> INFORMATION GIVEN:
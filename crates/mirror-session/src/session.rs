//! Session runtime
//!
//! Two tasks per session:
//! - pipeline: bytes -> packets -> routed events -> decoder -> scheduler ->
//!   `SessionEvent::Frame`. Sole writer of the buffer state and of the
//!   codec descriptors.
//! - clock: polls the buffer state every `check_state_interval_ms`, and at
//!   the current state's timeout, and publishes the decision independent of
//!   packet arrival.

use std::sync::Arc;
use std::time::Duration;

use decoder::{
    DecodedFrame, DecoderAdapter, FrameStream, MediaPipeline, create_decoder, frame_channel,
};
use futures::StreamExt;
use mirror_protocol::Packet;
use parking_lot::{Mutex, RwLock};
use playback_sync::{
    BufferReader, BufferWriter, FrameScheduler, PlaybackClock, PlaybackState,
    PresentationInstruction, buffer_cell,
};
use stream_demux::{DemuxCounters, FramingError, PacketFramer, StreamRouter};
use tokio::io::AsyncRead;
use tokio::sync::mpsc;
use tokio::sync::mpsc::error::TrySendError;
use tokio::task::JoinHandle;
use tokio::time::{self, Instant, MissedTickBehavior};
use tokio_util::codec::FramedRead;
use tokio_util::sync::CancellationToken;
use tracing::{debug, info, warn};

use crate::{SessionConfig, SessionEvent, SessionId, SessionResult, SessionStats};

/// State visible through the session handle
struct Shared {
    state: RwLock<PlaybackState>,
    stats: Mutex<SessionStats>,
    demux: Arc<DemuxCounters>,
}

/// Clock task -> pipeline task
enum ClockNotice {
    /// A new decision was published
    Decision,
    /// Recovery timed out; discard to the next keyframe
    HardResync,
}

/// Handle to a running mirrored session.
///
/// Dropping the handle tears the session down.
pub struct MirrorSession {
    id: SessionId,
    shared: Arc<Shared>,
    cancel: CancellationToken,
    returns: mpsc::UnboundedSender<DecodedFrame>,
    tasks: Mutex<Vec<JoinHandle<()>>>,
}

impl MirrorSession {
    /// Start a session reading the mirrored stream from `reader`.
    ///
    /// Must be called from within a Tokio runtime.
    pub fn start<R>(reader: R, config: SessionConfig) -> SessionResult<(Self, mpsc::Receiver<SessionEvent>)>
    where
        R: AsyncRead + Unpin + Send + 'static,
    {
        config.validate()?;
        let (sink, frames) = frame_channel();
        let decoder = create_decoder(config.decoder, sink)?;
        Self::start_with_decoder(reader, decoder, frames, config)
    }

    /// Start a session with a caller-provided backend emitting into `frames`
    pub fn start_with_decoder<R>(
        reader: R,
        decoder: Box<dyn DecoderAdapter>,
        frames: FrameStream,
        config: SessionConfig,
    ) -> SessionResult<(Self, mpsc::Receiver<SessionEvent>)>
    where
        R: AsyncRead + Unpin + Send + 'static,
    {
        config.validate()?;

        let id = SessionId::new();
        info!(
            session = %id,
            decoder = %decoder.kind(),
            fps = config.playback.frames_per_second,
            "Starting mirror session"
        );

        let counters = Arc::new(DemuxCounters::new());
        let shared = Arc::new(Shared {
            state: RwLock::new(PlaybackState::Starting),
            stats: Mutex::new(SessionStats::default()),
            demux: counters.clone(),
        });
        let cancel = CancellationToken::new();
        let (event_tx, event_rx) = mpsc::channel(config.event_capacity);
        let (notice_tx, notice_rx) = mpsc::unbounded_channel();
        let (return_tx, return_rx) = mpsc::unbounded_channel();

        let clock = PlaybackClock::new(config.playback.clone(), Instant::now().into_std());
        let (writer, reader_half) = buffer_cell();

        let framer = PacketFramer::with_counters(config.framer, counters.clone());
        let packets = FramedRead::new(reader, framer);
        let pipeline = Pipeline {
            router: StreamRouter::new(counters),
            media: MediaPipeline::new(decoder, config.playback.frames_per_second),
            scheduler: FrameScheduler::new(&config.playback, clock.decisions()),
            frame_interval: config.playback.frame_interval(),
            buffer: writer,
            events: event_tx.clone(),
            shared: shared.clone(),
        };

        let channels = PipelineChannels {
            frames,
            notices: notice_rx,
            returns: return_rx,
        };
        let pipeline_task = tokio::spawn(pipeline.run(packets, channels, cancel.clone()));
        let clock_task = tokio::spawn(run_clock(
            clock,
            reader_half,
            notice_tx,
            event_tx,
            shared.clone(),
            cancel.clone(),
        ));

        let session = Self {
            id,
            shared,
            cancel,
            returns: return_tx,
            tasks: Mutex::new(vec![pipeline_task, clock_task]),
        };
        Ok((session, event_rx))
    }

    pub fn id(&self) -> SessionId {
        self.id
    }

    /// Get current playback state
    pub fn state(&self) -> PlaybackState {
        *self.shared.state.read()
    }

    /// Get current session stats
    pub fn stats(&self) -> SessionStats {
        let mut stats = self.shared.stats.lock().clone();
        stats.state = self.state();
        stats.demux = self.shared.demux.snapshot();
        stats
    }

    /// Hand a presented frame back to the decoder backend
    pub fn release(&self, frame: DecodedFrame) {
        if self.returns.send(frame).is_err() {
            debug!(session = %self.id, "Session already stopped, frame dropped");
        }
    }

    pub fn is_running(&self) -> bool {
        !self.cancel.is_cancelled()
    }

    /// Stop both tasks and wait for queued frames to be released
    pub async fn stop(&self) {
        info!(session = %self.id, "Stopping mirror session");
        self.cancel.cancel();
        let tasks = std::mem::take(&mut *self.tasks.lock());
        for task in tasks {
            if let Err(e) = task.await {
                warn!(session = %self.id, "Session task failed: {}", e);
            }
        }
    }
}

impl Drop for MirrorSession {
    fn drop(&mut self) {
        self.cancel.cancel();
    }
}

struct PipelineChannels {
    frames: FrameStream,
    notices: mpsc::UnboundedReceiver<ClockNotice>,
    returns: mpsc::UnboundedReceiver<DecodedFrame>,
}

struct Pipeline {
    router: StreamRouter,
    media: MediaPipeline,
    scheduler: FrameScheduler,
    frame_interval: Duration,
    buffer: BufferWriter,
    events: mpsc::Sender<SessionEvent>,
    shared: Arc<Shared>,
}

impl Pipeline {
    async fn run<R>(
        mut self,
        mut packets: FramedRead<R, PacketFramer>,
        mut channels: PipelineChannels,
        cancel: CancellationToken,
    ) where
        R: AsyncRead + Unpin,
    {
        let mut input_open = true;
        let mut last_presented = Instant::now();

        loop {
            let due = self.scheduler.next_delay().map(|delay| last_presented + delay);

            let keep_going = tokio::select! {
                biased;
                _ = cancel.cancelled() => false,
                Some(notice) = channels.notices.recv() => {
                    self.on_clock(notice);
                    true
                }
                Some(frame) = channels.returns.recv() => {
                    self.media.release(frame);
                    true
                }
                Some(frame) = channels.frames.recv() => {
                    self.on_frame(frame);
                    true
                }
                _ = time::sleep_until(due.unwrap_or_else(Instant::now)), if due.is_some() => {
                    match self.scheduler.pop_next() {
                        Some(scheduled) => {
                            last_presented = self.pacing_anchor(due);
                            self.emit(SessionEvent::Frame(scheduled.frame)).await
                        }
                        None => true,
                    }
                }
                packet = packets.next(), if input_open => match packet {
                    Some(Ok(packet)) => self.on_packet(packet).await,
                    Some(Err(FramingError::TruncatedStream { buffered })) => {
                        warn!(buffered, "Stream truncated mid-frame");
                        self.emit(SessionEvent::StreamTruncated { buffered_bytes: buffered }).await
                    }
                    Some(Err(e)) => {
                        warn!("Stream read failed: {}", e);
                        true
                    }
                    None => {
                        info!("Stream ended, playing out queued frames");
                        input_open = false;
                        self.scheduler.end_of_stream();
                        true
                    }
                },
            };

            self.release_discarded();
            self.publish_buffer();

            if !keep_going {
                break;
            }
            if !input_open && self.scheduler.queued() == 0 && channels.frames.is_empty() {
                self.emit(SessionEvent::StreamEnded).await;
                break;
            }
        }

        self.teardown(&mut channels);
        cancel.cancel();
    }

    /// Presentation instant the next delay counts from.
    ///
    /// Stays on the deadline grid so timer lateness does not accumulate,
    /// unless presentation fell behind by more than a frame.
    fn pacing_anchor(&self, due: Option<Instant>) -> Instant {
        let now = Instant::now();
        match due {
            Some(due) if now.saturating_duration_since(due) <= self.frame_interval => due,
            _ => now,
        }
    }

    async fn on_packet(&mut self, packet: Packet) -> bool {
        let routed = match self.router.route(packet) {
            Ok(routed) => routed,
            // Counted by the router; the stream continues
            Err(_) => return true,
        };

        for event in routed {
            if let Err(e) = self.media.handle(event) {
                if !self.emit(SessionEvent::DecoderError(e.to_string())).await {
                    return false;
                }
            }
        }
        true
    }

    fn on_frame(&mut self, frame: DecodedFrame) {
        let sequence = frame.sequence;
        if let PresentationInstruction::Drop { pts_us, reason } = self.scheduler.schedule(frame) {
            debug!(sequence, pts_us, ?reason, "Frame dropped");
        }
    }

    fn on_clock(&mut self, notice: ClockNotice) {
        if let ClockNotice::HardResync = notice {
            self.scheduler.hard_resync();
            self.media.flush_to_keyframe();
        }
        if let Some(decision) = self.scheduler.sync_decision() {
            debug!(?decision, "Applied clock decision");
        }
    }

    /// Send an event; false once the receiver is gone
    async fn emit(&mut self, event: SessionEvent) -> bool {
        match self.events.send(event).await {
            Ok(()) => true,
            Err(mpsc::error::SendError(event)) => {
                if let SessionEvent::Frame(frame) = event {
                    self.media.release(frame);
                }
                debug!("Event receiver dropped");
                false
            }
        }
    }

    fn release_discarded(&mut self) {
        for frame in self.scheduler.take_discarded() {
            self.media.release(frame);
        }
    }

    fn publish_buffer(&mut self) {
        let buffered = self.scheduler.buffered_duration_sec();
        self.buffer.publish(
            buffered,
            self.scheduler.playback_position_sec(),
            Instant::now().into_std(),
        );

        let mut stats = self.shared.stats.lock();
        stats.buffered_sec = buffered;
        stats.pipeline = self.media.stats();
        stats.decoder = self.media.decoder_stats();
        stats.scheduler = self.scheduler.stats();
    }

    /// Hand every frame still owned by the session back to the decoder
    fn teardown(&mut self, channels: &mut PipelineChannels) {
        channels.frames.close();
        channels.returns.close();
        let mut released = 0usize;
        while let Ok(frame) = channels.frames.try_recv() {
            self.media.release(frame);
            released += 1;
        }
        while let Ok(frame) = channels.returns.try_recv() {
            self.media.release(frame);
        }
        for frame in self.scheduler.drain() {
            self.media.release(frame);
            released += 1;
        }

        let mut stats = self.shared.stats.lock();
        stats.decoder = self.media.decoder_stats();
        stats.scheduler = self.scheduler.stats();
        info!(released, "Session pipeline stopped");
    }
}

async fn run_clock(
    mut clock: PlaybackClock,
    buffer: BufferReader,
    notices: mpsc::UnboundedSender<ClockNotice>,
    events: mpsc::Sender<SessionEvent>,
    shared: Arc<Shared>,
    cancel: CancellationToken,
) {
    let mut ticker = time::interval(clock.config().check_state_interval());
    ticker.set_missed_tick_behavior(MissedTickBehavior::Delay);

    loop {
        let deadline = clock.next_deadline().map(Instant::from_std);
        tokio::select! {
            _ = cancel.cancelled() => break,
            _ = ticker.tick() => {}
            _ = time::sleep_until(deadline.unwrap_or_else(Instant::now)), if deadline.is_some() => {}
        }

        let snapshot = buffer.snapshot();
        let outcome = clock.poll(&snapshot, Instant::now().into_std());

        *shared.state.write() = outcome.state;
        {
            let mut stats = shared.stats.lock();
            stats.drift_sec = outcome.drift_sec;
            if outcome.recovery_timeout.is_some() {
                stats.recovery_timeouts += 1;
            }
        }

        let notice = if outcome.recovery_timeout.is_some() {
            ClockNotice::HardResync
        } else {
            ClockNotice::Decision
        };
        if notices.send(notice).is_err() {
            break;
        }

        // The clock never blocks on a slow event consumer
        if outcome.changed() {
            try_emit(&events, SessionEvent::StateChanged(outcome.state));
        }
        if let Some(event) = outcome.recovery_timeout {
            try_emit(&events, SessionEvent::RecoveryTimeout(event));
        }
    }
    debug!("Playback clock stopped");
}

fn try_emit(events: &mpsc::Sender<SessionEvent>, event: SessionEvent) {
    match events.try_send(event) {
        Ok(()) | Err(TrySendError::Closed(_)) => {}
        Err(TrySendError::Full(event)) => debug!(?event, "Event channel full, dropping clock event"),
    }
}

> WHAT YOU NEED TO DO: Output each line of the listing above that has "every".

> REPLY TO THE TASK:
//! - clock: polls the buffer state every `check_state_interval_ms`, and at
    /// Hand every frame still owned by the session back to the decoder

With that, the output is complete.